(ASSIGNMENT)
Among the entries below, find the lines that contain the string "parsed". State only how many there are.

(AVAILABLE DATA)

|---|

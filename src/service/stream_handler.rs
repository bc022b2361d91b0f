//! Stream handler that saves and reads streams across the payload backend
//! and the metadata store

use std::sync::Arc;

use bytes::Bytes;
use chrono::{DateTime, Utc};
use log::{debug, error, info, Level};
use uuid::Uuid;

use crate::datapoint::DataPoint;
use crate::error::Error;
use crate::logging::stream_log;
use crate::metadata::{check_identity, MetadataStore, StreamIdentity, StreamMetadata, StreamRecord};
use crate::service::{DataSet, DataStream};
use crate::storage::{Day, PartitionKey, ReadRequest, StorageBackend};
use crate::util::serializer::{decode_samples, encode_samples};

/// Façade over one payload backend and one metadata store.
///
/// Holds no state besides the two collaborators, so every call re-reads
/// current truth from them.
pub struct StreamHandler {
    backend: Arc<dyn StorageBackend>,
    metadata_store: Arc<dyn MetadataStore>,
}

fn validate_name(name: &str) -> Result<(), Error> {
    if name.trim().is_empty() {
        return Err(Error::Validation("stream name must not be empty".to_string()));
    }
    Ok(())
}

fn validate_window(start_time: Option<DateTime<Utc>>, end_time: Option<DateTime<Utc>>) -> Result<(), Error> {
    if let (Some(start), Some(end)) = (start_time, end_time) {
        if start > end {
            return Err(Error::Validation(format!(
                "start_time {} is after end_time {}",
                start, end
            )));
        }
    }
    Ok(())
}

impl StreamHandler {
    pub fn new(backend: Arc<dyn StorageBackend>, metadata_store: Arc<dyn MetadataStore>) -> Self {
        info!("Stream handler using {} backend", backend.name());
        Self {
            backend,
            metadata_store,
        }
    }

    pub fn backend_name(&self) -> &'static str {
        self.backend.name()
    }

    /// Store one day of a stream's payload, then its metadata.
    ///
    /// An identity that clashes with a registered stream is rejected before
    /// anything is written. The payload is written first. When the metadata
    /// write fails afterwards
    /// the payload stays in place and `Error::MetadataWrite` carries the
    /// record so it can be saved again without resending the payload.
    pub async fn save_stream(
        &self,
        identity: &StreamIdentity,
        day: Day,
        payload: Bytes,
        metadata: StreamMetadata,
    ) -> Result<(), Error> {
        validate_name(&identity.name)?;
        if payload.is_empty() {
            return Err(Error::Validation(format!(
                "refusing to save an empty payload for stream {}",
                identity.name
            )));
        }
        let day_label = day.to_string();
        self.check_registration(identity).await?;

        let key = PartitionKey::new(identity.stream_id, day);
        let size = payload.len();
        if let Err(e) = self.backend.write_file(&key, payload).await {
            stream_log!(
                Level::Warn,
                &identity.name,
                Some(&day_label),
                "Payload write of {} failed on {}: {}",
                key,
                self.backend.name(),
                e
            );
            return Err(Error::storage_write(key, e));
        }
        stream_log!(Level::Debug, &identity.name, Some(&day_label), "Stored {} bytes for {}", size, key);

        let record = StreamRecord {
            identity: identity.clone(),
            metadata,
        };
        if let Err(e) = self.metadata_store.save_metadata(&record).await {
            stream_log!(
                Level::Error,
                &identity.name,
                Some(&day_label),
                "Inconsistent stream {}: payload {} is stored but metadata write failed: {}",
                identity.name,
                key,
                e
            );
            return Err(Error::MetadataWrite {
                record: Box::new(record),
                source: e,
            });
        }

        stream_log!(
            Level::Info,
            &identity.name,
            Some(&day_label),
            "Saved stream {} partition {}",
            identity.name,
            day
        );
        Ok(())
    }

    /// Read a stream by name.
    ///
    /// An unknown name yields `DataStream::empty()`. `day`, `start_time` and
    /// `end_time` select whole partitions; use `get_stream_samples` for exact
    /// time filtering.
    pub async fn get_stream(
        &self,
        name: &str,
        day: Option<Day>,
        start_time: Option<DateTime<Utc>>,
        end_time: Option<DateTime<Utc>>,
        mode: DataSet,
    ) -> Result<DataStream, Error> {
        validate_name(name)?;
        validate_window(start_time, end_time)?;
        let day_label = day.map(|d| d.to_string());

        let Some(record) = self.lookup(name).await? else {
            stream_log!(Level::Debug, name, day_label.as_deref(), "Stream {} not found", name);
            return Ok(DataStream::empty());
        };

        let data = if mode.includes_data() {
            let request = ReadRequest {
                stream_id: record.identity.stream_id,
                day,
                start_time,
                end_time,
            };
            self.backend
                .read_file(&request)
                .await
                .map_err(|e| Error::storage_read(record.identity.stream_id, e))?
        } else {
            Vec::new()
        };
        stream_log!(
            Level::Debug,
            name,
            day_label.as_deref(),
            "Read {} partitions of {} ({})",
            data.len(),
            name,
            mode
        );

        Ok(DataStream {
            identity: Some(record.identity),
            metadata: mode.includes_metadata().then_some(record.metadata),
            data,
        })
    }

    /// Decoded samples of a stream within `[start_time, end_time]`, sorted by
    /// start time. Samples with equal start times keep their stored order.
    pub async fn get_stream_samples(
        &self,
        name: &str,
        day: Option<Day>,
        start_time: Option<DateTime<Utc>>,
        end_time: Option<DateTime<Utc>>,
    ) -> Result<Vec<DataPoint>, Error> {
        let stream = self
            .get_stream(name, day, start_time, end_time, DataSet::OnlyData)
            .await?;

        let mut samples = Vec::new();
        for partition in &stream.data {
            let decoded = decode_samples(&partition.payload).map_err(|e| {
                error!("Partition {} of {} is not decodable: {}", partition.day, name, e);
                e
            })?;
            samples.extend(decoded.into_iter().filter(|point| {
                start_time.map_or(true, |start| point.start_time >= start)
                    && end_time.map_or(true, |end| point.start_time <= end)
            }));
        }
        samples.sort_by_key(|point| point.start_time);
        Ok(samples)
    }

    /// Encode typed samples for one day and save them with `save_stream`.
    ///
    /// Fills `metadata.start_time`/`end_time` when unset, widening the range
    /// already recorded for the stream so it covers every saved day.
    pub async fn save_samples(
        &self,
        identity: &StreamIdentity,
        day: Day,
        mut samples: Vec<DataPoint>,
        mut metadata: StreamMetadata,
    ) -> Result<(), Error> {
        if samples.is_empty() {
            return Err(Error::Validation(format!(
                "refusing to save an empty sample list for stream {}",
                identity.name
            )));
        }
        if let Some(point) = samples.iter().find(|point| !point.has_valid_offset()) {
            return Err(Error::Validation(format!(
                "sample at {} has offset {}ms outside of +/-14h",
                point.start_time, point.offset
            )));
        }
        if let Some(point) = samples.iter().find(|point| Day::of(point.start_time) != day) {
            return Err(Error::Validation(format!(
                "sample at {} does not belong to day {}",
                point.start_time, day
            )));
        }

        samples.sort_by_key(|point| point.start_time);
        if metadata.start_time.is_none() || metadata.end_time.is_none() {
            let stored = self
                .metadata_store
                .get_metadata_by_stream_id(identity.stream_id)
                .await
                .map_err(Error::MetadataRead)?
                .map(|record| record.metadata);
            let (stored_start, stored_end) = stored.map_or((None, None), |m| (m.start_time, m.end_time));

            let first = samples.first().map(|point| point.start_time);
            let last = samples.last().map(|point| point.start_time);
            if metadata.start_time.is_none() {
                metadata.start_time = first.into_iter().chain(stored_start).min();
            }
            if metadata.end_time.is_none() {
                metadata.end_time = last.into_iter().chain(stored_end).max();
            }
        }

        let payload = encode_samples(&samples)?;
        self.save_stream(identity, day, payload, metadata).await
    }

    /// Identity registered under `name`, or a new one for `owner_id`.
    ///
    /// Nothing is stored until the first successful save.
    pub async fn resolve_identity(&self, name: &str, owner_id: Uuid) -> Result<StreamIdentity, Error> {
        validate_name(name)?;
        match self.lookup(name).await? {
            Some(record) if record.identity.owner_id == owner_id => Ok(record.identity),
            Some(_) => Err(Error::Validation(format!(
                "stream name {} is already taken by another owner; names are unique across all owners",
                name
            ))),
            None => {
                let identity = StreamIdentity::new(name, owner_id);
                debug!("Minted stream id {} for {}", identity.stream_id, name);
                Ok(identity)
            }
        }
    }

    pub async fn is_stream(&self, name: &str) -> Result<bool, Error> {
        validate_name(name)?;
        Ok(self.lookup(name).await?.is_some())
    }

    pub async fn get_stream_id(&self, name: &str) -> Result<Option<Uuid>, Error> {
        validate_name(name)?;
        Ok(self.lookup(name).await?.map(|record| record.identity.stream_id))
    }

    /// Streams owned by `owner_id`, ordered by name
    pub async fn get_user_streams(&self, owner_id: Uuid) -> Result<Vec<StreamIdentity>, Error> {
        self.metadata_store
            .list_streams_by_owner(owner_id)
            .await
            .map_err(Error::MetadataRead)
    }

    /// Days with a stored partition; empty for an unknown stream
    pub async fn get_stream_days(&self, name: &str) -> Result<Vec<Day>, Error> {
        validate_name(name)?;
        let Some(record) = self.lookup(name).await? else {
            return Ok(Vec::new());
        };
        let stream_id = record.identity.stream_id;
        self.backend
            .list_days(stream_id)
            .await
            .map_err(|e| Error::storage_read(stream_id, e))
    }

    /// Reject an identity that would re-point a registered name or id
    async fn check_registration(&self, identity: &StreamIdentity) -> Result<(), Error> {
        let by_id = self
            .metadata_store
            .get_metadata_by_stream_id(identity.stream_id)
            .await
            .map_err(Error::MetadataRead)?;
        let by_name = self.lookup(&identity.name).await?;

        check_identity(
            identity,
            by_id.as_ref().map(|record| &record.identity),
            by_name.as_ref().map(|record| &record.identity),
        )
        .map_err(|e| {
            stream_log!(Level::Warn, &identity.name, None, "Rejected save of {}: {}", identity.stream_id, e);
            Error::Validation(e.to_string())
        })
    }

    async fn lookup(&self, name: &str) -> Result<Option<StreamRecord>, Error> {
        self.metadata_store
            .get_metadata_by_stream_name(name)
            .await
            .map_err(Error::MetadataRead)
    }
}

|---|

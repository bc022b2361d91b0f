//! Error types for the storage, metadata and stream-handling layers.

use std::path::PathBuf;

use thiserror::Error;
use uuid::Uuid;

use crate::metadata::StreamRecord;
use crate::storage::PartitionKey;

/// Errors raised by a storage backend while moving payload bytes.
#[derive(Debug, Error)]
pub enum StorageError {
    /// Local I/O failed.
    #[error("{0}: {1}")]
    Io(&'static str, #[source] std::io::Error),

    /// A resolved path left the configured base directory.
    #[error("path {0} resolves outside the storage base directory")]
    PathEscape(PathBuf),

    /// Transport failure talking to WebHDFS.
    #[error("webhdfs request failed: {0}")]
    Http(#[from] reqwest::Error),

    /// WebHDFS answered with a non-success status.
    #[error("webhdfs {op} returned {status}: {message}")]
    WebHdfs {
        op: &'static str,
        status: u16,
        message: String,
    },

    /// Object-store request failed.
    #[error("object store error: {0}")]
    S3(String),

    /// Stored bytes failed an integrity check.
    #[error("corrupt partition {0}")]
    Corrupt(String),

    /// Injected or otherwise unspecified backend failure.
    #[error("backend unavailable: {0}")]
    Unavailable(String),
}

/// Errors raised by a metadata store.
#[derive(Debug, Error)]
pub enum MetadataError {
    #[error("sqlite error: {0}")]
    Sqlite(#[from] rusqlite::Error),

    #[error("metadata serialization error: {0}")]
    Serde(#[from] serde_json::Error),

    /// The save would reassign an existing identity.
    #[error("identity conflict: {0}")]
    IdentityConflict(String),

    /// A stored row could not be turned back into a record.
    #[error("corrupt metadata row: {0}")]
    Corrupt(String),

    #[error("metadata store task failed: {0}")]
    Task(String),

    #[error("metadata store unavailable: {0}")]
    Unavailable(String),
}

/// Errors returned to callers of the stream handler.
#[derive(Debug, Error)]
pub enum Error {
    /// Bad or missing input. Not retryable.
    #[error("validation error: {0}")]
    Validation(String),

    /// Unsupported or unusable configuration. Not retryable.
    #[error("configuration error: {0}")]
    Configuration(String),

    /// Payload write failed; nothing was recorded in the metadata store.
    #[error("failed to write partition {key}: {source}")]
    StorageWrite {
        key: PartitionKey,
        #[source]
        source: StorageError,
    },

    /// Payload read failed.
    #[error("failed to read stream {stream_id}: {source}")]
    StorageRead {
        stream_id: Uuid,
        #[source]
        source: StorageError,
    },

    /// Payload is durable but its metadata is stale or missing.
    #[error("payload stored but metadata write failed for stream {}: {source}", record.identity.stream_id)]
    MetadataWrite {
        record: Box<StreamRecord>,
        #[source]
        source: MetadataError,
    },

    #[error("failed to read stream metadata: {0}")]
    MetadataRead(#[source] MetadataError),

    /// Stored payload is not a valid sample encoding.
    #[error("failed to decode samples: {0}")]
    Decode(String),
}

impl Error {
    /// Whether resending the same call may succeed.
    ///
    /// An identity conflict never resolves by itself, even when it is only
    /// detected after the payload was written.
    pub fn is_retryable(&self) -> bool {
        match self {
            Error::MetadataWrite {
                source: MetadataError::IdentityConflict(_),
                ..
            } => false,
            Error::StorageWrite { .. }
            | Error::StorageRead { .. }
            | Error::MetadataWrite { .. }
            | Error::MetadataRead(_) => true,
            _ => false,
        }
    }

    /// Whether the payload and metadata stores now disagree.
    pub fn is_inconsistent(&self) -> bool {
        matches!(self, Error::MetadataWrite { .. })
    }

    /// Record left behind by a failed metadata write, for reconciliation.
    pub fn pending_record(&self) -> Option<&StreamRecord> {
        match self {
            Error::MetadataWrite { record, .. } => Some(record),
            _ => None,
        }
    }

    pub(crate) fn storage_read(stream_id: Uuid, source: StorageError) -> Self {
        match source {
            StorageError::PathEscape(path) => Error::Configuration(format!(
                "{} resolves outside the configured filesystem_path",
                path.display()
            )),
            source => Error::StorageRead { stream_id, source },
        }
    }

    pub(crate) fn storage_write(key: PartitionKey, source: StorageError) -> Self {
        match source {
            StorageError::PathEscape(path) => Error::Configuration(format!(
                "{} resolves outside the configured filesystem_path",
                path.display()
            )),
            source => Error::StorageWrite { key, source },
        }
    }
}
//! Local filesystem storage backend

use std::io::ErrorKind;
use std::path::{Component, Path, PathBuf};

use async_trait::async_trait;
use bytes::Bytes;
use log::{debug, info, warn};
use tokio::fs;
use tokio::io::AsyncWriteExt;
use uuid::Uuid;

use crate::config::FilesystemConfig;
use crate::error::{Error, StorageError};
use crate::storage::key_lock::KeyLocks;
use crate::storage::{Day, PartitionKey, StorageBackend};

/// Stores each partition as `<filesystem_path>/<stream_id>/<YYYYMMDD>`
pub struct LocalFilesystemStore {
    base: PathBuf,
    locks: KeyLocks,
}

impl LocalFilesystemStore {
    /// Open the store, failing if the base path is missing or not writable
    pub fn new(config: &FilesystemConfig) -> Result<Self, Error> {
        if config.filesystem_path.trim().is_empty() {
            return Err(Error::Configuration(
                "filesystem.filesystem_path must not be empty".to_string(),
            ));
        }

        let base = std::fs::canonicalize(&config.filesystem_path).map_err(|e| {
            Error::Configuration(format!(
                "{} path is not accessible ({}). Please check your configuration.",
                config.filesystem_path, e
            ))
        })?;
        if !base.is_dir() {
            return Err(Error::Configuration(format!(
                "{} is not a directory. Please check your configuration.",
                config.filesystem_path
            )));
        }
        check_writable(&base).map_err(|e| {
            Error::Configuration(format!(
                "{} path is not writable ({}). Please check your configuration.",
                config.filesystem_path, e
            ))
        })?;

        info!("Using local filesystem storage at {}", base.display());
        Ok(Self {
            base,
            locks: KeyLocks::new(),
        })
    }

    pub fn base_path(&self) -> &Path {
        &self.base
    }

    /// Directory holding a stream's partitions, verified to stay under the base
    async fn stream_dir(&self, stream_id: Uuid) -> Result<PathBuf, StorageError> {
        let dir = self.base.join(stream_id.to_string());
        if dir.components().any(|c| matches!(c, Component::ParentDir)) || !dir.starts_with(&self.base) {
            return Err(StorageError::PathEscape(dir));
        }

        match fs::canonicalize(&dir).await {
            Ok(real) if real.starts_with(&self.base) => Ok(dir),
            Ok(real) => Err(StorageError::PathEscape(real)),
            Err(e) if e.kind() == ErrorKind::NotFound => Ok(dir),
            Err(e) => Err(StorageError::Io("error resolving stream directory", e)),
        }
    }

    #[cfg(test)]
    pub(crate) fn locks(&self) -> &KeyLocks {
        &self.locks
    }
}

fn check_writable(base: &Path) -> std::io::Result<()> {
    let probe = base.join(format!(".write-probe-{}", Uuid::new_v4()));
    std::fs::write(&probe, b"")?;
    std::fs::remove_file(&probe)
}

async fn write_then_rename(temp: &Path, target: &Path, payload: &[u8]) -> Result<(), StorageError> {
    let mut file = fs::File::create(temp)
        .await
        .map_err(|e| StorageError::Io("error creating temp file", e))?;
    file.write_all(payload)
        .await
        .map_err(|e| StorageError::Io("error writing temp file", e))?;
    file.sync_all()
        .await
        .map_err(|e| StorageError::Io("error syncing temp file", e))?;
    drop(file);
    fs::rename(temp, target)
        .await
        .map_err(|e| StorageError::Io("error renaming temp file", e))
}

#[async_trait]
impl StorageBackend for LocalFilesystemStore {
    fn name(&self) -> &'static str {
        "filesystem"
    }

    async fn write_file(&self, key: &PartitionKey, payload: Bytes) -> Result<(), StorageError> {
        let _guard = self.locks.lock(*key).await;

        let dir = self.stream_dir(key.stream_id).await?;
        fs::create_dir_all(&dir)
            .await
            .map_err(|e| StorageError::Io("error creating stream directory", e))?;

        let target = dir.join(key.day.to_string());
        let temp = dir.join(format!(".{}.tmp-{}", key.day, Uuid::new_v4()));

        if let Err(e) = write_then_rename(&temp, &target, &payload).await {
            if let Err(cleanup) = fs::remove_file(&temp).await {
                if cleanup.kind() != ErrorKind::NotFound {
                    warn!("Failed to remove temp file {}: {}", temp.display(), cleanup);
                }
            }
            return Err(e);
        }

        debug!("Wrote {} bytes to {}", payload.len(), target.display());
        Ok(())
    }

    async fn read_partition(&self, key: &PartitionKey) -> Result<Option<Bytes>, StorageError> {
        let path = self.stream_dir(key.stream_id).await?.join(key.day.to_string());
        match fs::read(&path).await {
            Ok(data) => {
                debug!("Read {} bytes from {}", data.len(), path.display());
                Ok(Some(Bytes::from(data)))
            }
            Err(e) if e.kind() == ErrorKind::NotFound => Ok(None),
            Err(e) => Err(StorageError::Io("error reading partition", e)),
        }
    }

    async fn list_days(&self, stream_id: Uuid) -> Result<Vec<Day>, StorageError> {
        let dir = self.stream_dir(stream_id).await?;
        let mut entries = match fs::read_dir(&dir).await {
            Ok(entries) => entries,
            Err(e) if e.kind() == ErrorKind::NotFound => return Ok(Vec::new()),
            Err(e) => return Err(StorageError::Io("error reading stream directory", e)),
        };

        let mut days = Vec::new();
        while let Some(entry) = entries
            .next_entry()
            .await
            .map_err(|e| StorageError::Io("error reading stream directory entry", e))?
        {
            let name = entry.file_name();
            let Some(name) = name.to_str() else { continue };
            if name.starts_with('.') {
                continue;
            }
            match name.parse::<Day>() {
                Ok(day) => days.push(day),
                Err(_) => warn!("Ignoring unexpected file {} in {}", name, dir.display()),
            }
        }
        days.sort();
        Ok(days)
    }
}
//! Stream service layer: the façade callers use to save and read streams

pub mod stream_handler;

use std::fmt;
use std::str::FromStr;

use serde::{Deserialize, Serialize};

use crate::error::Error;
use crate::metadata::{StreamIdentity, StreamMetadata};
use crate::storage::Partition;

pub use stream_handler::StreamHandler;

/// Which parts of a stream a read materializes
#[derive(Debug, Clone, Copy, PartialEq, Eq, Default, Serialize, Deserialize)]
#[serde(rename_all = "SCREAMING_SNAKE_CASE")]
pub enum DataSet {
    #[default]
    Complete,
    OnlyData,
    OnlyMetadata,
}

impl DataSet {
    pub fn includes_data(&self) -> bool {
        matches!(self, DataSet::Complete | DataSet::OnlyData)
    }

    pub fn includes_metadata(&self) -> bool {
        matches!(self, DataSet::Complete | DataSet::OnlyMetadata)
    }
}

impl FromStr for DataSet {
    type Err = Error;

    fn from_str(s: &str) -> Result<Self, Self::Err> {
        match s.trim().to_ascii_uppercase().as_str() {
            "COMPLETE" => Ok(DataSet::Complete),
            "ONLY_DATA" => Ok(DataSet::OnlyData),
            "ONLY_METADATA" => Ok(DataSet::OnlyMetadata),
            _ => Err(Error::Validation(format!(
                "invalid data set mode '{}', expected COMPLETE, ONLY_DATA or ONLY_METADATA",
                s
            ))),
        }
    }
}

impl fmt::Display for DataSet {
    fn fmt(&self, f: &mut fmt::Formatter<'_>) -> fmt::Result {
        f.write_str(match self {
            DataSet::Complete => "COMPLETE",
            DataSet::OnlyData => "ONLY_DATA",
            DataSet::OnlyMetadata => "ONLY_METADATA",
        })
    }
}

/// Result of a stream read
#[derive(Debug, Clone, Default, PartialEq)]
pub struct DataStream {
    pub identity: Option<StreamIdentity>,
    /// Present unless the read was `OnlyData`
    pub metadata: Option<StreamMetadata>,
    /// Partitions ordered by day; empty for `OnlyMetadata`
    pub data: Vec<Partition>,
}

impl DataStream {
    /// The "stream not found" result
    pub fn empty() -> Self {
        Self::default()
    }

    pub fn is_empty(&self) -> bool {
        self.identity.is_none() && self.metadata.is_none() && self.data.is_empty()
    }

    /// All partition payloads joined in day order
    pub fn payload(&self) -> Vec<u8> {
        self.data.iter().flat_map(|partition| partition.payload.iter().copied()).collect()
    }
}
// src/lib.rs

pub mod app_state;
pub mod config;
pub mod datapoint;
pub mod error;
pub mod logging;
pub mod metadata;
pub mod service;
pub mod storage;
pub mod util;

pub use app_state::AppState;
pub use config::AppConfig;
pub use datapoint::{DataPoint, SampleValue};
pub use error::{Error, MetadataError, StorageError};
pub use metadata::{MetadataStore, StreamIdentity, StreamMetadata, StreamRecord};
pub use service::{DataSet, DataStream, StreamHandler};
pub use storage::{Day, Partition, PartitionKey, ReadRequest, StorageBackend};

|---|

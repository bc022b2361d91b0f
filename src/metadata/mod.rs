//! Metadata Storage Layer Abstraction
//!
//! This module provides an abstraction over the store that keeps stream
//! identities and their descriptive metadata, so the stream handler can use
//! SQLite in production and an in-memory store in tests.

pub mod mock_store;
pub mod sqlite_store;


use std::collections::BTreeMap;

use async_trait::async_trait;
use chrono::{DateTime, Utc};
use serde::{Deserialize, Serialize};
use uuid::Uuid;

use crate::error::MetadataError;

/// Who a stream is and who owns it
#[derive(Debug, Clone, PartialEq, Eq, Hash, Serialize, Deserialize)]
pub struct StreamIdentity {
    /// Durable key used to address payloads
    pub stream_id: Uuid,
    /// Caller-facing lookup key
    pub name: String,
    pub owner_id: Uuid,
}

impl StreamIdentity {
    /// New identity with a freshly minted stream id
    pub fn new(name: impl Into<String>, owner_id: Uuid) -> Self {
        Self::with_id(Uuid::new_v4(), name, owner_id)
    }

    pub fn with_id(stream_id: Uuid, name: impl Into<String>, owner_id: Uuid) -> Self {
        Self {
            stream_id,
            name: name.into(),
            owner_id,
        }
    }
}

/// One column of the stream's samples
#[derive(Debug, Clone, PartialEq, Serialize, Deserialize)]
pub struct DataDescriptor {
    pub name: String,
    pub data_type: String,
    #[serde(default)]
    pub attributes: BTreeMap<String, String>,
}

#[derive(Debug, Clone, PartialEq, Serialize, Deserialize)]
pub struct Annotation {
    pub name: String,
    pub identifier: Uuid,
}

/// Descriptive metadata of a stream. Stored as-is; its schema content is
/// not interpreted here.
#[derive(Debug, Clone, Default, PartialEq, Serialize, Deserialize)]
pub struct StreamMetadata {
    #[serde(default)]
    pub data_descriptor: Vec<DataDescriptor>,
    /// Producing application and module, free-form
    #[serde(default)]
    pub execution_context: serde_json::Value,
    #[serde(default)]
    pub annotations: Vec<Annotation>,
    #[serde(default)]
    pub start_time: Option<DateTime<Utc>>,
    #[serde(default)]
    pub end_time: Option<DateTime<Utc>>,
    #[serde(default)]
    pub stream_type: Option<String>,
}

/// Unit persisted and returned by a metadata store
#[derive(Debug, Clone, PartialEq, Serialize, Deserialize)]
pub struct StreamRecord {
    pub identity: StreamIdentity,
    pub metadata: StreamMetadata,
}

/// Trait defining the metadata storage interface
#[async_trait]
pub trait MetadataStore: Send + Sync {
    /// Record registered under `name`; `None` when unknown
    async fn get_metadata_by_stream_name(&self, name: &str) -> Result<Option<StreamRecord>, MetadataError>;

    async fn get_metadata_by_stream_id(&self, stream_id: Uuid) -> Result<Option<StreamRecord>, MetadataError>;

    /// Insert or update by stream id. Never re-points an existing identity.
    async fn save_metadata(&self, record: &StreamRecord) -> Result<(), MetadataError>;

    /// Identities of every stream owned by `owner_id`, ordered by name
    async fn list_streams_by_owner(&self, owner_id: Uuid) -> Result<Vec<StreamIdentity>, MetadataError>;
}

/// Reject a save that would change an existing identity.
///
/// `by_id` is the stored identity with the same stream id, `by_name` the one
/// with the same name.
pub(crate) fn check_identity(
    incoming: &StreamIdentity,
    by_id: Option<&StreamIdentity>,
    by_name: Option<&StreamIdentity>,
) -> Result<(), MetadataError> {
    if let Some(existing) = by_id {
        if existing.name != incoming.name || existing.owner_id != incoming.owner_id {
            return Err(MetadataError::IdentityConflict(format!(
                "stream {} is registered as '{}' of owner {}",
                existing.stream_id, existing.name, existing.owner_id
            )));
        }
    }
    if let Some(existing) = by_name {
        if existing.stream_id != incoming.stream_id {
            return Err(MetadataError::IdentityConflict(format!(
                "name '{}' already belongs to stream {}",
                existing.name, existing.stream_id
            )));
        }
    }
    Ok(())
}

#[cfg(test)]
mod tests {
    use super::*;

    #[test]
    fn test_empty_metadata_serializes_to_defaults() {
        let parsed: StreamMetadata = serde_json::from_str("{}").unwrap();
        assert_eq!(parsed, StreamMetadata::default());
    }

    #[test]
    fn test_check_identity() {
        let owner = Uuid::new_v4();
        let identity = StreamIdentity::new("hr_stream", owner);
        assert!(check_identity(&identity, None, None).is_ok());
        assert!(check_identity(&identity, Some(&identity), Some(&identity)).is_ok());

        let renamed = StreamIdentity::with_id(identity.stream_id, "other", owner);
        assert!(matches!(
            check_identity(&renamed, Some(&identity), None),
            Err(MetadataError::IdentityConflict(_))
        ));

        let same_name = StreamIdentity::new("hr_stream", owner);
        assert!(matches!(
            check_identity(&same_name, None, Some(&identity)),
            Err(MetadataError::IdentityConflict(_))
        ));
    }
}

|---|

(WRITTEN REPLY)
2